C’était en 2001, à La Criée. Angelin Preljocaj créait Helikopter sur le bruit infernal de la pièce de Karlheinz Stockhausen : les quatre musiciens du Quatuor Arditi, embarqués dans quatre hélicoptères, décollent puis stagnent. Eux, sonorisés, jouent, de longues glissades ascendantes ou descendantes, stridentes la plupart du temps, lyriques par instants, rappelées par le compte des mesures eins, zwei, drei, viiiier…
Les danseurs se placent dans l’espace et combinent eux aussi leurs mouvements dans des lignes mouvantes projetées au sol, des codes numériques, des cercles concentriques que leurs corps semblent perturber… Une illusion, ces perturbations faisant en fait partie de la vidéo, et les danseurs inscrivant leurs pas, au millimètre et à la microseconde, dans les lignes tracées.
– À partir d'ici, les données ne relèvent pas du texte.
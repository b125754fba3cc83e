use axum::{Json, Router, extract::State, routing::post};
use axum_valid::Valid;

use crate::{
    auth::OptionalUser,
    dto::bonus::{FreeKickRequest, FreeKickResponse},
    error::AppError,
    services::bonus_service,
    state::SharedState,
};

/// Bonus-action endpoints.
pub fn router() -> Router<SharedState> {
    Router::new().route("/api/bonus/free-kick", post(claim_free_kick))
}

/// Claim the caller's one-per-season free kick against a match of the
/// published round. Rejections carry a stable `code` field.
#[utoipa::path(
    post,
    path = "/api/bonus/free-kick",
    tag = "bonus",
    request_body = FreeKickRequest,
    responses(
        (status = 200, description = "Free kick claimed", body = FreeKickResponse),
        (status = 401, description = "No usable bearer token (code `unauthenticated`)"),
        (status = 404, description = "Match or published round not found"),
        (status = 409, description = "Gate rejection: already used, picks unsettled, or no loss"),
    )
)]
pub async fn claim_free_kick(
    State(state): State<SharedState>,
    OptionalUser(user): OptionalUser,
    Valid(Json(payload)): Valid<Json<FreeKickRequest>>,
) -> Result<Json<FreeKickResponse>, AppError> {
    let claim = bonus_service::claim_free_kick(&state, user.as_deref(), payload).await?;
    Ok(Json(claim))
}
Un exploit technique qui se double de phrases chorégraphiques complexes exécutées à l’unisson, de gestes amples et souples, d’équilibres précaires, de corps qui combinent leurs membres dans des passes inédites, de changements rythmiques : bref une partition d’une difficulté extrême, que les danseurs de 2025 exécutent avec plus d’évidence encore que les créateurs de 2001.
Abstraction ? Rien n’est plus peuplé d’émotions que ces corps qui se battent contre les éléments, les lignes numériques, que ce quatuor qui lutte contre les pâles et s’impose, vivant, vibrant, jusqu’à l’atterrissage. Jusqu’au solo final, tranquille, imposant son ultime rotation en silence.
Après la mort
Après Helikopter, avant Licht, le chorégraphe projette les images d’un entretien qu’il a eu avec le compositeur quelques mois avant sa mort. Ils y soulignent les points communs de leurs œuvres, faites de combinatoires infinies, d’aléas régulés, de superpositions abstraites qui visent pourtant unemystique reflétant un ordre transcendant loin des limites humaines.
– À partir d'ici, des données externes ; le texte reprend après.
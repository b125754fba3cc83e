//! Stable question identifiers.
//!
//! Every question is addressed by a round-scoped string id. The canonical
//! scheme is positional: `{roundCode}-G{game}-Q{question}` with 1-based
//! positions. A legacy content-derived scheme appends a base-36 FNV-1a hash
//! of the question source (`{roundCode}-G{game}-Q{quarter}-{hash}`); it is
//! still recognized so historical records can be repaired back onto the
//! canonical scheme.

/// FNV-1a 32-bit offset basis.
const FNV_OFFSET: u32 = 0x811c_9dc5;
/// FNV-1a 32-bit prime.
const FNV_PRIME: u32 = 16_777_619;

/// Round code: the opening round (number 0) is coded `OR`, every other
/// round `R{n}`.
pub fn round_code(round: u32) -> String {
    if round == 0 {
        "OR".to_owned()
    } else {
        format!("R{round}")
    }
}

/// Game identifier from a round number and the game's 1-based position
/// within the round.
pub fn game_id(round: u32, game_position: u32) -> String {
    format!("{}-G{}", round_code(round), game_position)
}

/// Canonical positional question identifier.
pub fn positional_question_id(round: u32, game_position: u32, question_position: u32) -> String {
    format!("{}-Q{}", game_id(round, game_position), question_position)
}

/// Legacy content-derived question identifier.
///
/// The hash covers the round number, game id, quarter and prompt text so the
/// id survives reordering of questions within a game but changes when the
/// prompt is edited.
pub fn content_question_id(round: u32, game_id: &str, quarter: u32, text: &str) -> String {
    let material = format!("{round}|{game_id}|{quarter}|{}", text.trim().to_lowercase());
    let hash = fnv1a32(material.as_bytes());
    format!("{game_id}-Q{quarter}-{}", to_base36(hash))
}

fn fnv1a32(bytes: &[u8]) -> u32 {
    bytes.iter().fold(FNV_OFFSET, |acc, byte| {
        (acc ^ u32::from(*byte)).wrapping_mul(FNV_PRIME)
    })
}

fn to_base36(mut value: u32) -> String {
    const DIGITS: &[u8] = b"0123456789abcdefghijklmnopqrstuvwxyz";
    if value == 0 {
        return "0".to_owned();
    }
    let mut out = Vec::new();
    while value > 0 {
        out.push(DIGITS[(value % 36) as usize]);
        value /= 36;
    }
    out.reverse();
    String::from_utf8(out).unwrap_or_default()
}

/// Round number encoded by a round code (`OR` is 0).
pub fn round_from_code(code: &str) -> Option<u32> {
    if code == "OR" {
        return Some(0);
    }
    let digits = code.strip_prefix('R')?;
    if digits.is_empty() || !digits.bytes().all(|b| b.is_ascii_digit()) {
        return None;
    }
    digits.parse().ok()
}

/// Check a question id against the strict pattern
/// `^(OR|R\d+)-G\d+-Q\d+(-[0-9a-z]+)?$`.
///
/// Ids failing this check are excluded from reconciliation and only eligible
/// for the repair pass.
pub fn is_valid_question_id(id: &str) -> bool {
    parse_question_id(id).is_some()
}

/// Structured pieces of a valid question id.
#[derive(Debug, Clone, PartialEq, Eq)]
pub struct QuestionIdParts {
    /// Round code (`OR` or `R{n}`).
    pub round_code: String,
    /// 1-based game position.
    pub game: u32,
    /// 1-based question position, or quarter number for hash-suffixed ids.
    pub question: u32,
    /// Base-36 content hash, present only on legacy ids.
    pub hash: Option<String>,
}

impl QuestionIdParts {
    /// Reassemble the canonical string form of this id.
    pub fn canonical(&self) -> String {
        format!("{}-G{}-Q{}", self.round_code, self.game, self.question)
    }
}

/// Strict parse of a question id. Returns `None` on any deviation from the
/// pattern, including lowercase round codes and uppercase hash characters.
pub fn parse_question_id(id: &str) -> Option<QuestionIdParts> {
    let mut segments = id.split('-');

    let code = segments.next()?;
    if code != "OR" {
        let digits = code.strip_prefix('R')?;
        if digits.is_empty() || !digits.bytes().all(|b| b.is_ascii_digit()) {
            return None;
        }
    }

    let game = parse_numeric_segment(segments.next()?, 'G')?;
    let question = parse_numeric_segment(segments.next()?, 'Q')?;

    let hash = match segments.next() {
        Some(suffix) => {
            if suffix.is_empty()
                || !suffix
                    .bytes()
                    .all(|b| b.is_ascii_digit() || b.is_ascii_lowercase())
            {
                return None;
            }
            Some(suffix.to_owned())
        }
        None => None,
    };

    // At most one trailing hash segment.
    if segments.next().is_some() {
        return None;
    }

    Some(QuestionIdParts {
        round_code: code.to_owned(),
        game,
        question,
        hash,
    })
}

fn parse_numeric_segment(segment: &str, prefix: char) -> Option<u32> {
    let rest = segment.strip_prefix(prefix)?;
    if rest.is_empty() || !rest.bytes().all(|b| b.is_ascii_digit()) {
        return None;
    }
    rest.parse().ok()
}

/// Tolerant re-parse used by the key-repair job: case-folds, strips
/// whitespace, and re-emits the id in canonical positional form (dropping
/// any hash suffix). Returns `None` when the id is structurally
/// unrecoverable.
pub fn normalize_question_id(raw: &str) -> Option<String> {
    let cleaned: String = raw.chars().filter(|c| !c.is_whitespace()).collect();
    let upper = cleaned.to_uppercase();

    let mut segments = upper.split('-');
    let code = segments.next()?;
    let round = if code == "OR" {
        0
    } else {
        code.strip_prefix('R')?.parse::<u32>().ok()?
    };

    let game = segments.next()?.strip_prefix('G')?.parse::<u32>().ok()?;
    let question = segments.next()?.strip_prefix('Q')?.parse::<u32>().ok()?;

    Some(positional_question_id(round, game, question))
}

#[cfg(test)]
mod tests {
    use super::*;

    #[test]
    fn round_code_opening_round() {
        assert_eq!(round_code(0), "OR");
        assert_eq!(round_code(1), "R1");
        assert_eq!(round_code(23), "R23");
    }

    #[test]
    fn positional_ids_are_deterministic() {
        let first = positional_question_id(3, 2, 4);
        let second = positional_question_id(3, 2, 4);
        assert_eq!(first, "R3-G2-Q4");
        assert_eq!(first, second);
    }

    #[test]
    fn content_ids_are_deterministic_and_text_sensitive() {
        let a = content_question_id(3, "R3-G2", 4, "Will the home side lead at the quarter?");
        let b = content_question_id(3, "R3-G2", 4, "Will the home side lead at the quarter?");
        let c = content_question_id(3, "R3-G2", 4, "Will the away side lead at the quarter?");
        assert_eq!(a, b);
        assert_ne!(a, c);
        assert!(a.starts_with("R3-G2-Q4-"));
    }

    #[test]
    fn content_hash_normalizes_case_and_whitespace() {
        let a = content_question_id(1, "R1-G1", 2, "  First Goal Scored?  ");
        let b = content_question_id(1, "R1-G1", 2, "first goal scored?");
        assert_eq!(a, b);
    }

    #[test]
    fn valid_ids_pass_the_strict_pattern() {
        assert!(is_valid_question_id("OR-G1-Q1"));
        assert!(is_valid_question_id("R14-G9-Q3"));
        assert!(is_valid_question_id("R3-G2-Q4-1k9zq2"));
    }

    #[test]
    fn malformed_ids_fail_the_strict_pattern() {
        assert!(!is_valid_question_id(""));
        assert!(!is_valid_question_id("r3-g2-q4"));
        assert!(!is_valid_question_id("R3-G2"));
        assert!(!is_valid_question_id("R3-G2-Q"));
        assert!(!is_valid_question_id("R3-G2-Q4-"));
        assert!(!is_valid_question_id("R3-G2-Q4-ABC"));
        assert!(!is_valid_question_id("R3-G2-Q4-abc-def"));
        assert!(!is_valid_question_id("X3-G2-Q4"));
        assert!(!is_valid_question_id("R3 -G2-Q4"));
    }

    #[test]
    fn normalization_recovers_lowercase_and_padded_ids() {
        assert_eq!(normalize_question_id("r3-g2-q4"), Some("R3-G2-Q4".into()));
        assert_eq!(normalize_question_id(" or-g1-q2 "), Some("OR-G1-Q2".into()));
        assert_eq!(
            normalize_question_id("R3-G2-Q4-1k9zq2"),
            Some("R3-G2-Q4".into())
        );
        assert_eq!(normalize_question_id("garbage"), None);
        assert_eq!(normalize_question_id("R3-G2"), None);
    }

    #[test]
    fn round_from_code_inverts_round_code() {
        assert_eq!(round_from_code("OR"), Some(0));
        assert_eq!(round_from_code("R7"), Some(7));
        assert_eq!(round_from_code("r7"), None);
        assert_eq!(round_from_code("R"), None);
    }

    #[test]
    fn parse_exposes_components() {
        let parts = parse_question_id("R3-G2-Q4-1k9zq2").unwrap();
        assert_eq!(parts.round_code, "R3");
        assert_eq!(parts.game, 2);
        assert_eq!(parts.question, 4);
        assert_eq!(parts.hash.as_deref(), Some("1k9zq2"));
        assert_eq!(parts.canonical(), "R3-G2-Q4");
    }
}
« Mehr Licht » (« plus de lumière ») aurait dit Goethe en s’éteignant, entrevoyant un au-delà qui traverse souvent les œuvres du chorégraphe. Licht est un parcours lumineux et comme désincarné, où les douze danseur·euses heureux·ses évoluent sur la musique de Laurent Garnier qui est comme un hommage pulsé à l’électronique bricolée de Stockhausen.

D’abord en joggings colorés, ils se débarrassent de leurs oripeaux pour apparaître dans des voilesminimales couleur chair et enchaînent des séquences où ils dansent, solitaires, en lignes, en couples répétés ou en groupe uni pour former des combinaisons nouvelles. Comme dans Helikopter les ensembles et les unissons sont parfaits, mais laissent aussi surgir comme des bribes d’individus, les « âmes des corps » qui apparaissent, comme le dit souvent le chorégraphe.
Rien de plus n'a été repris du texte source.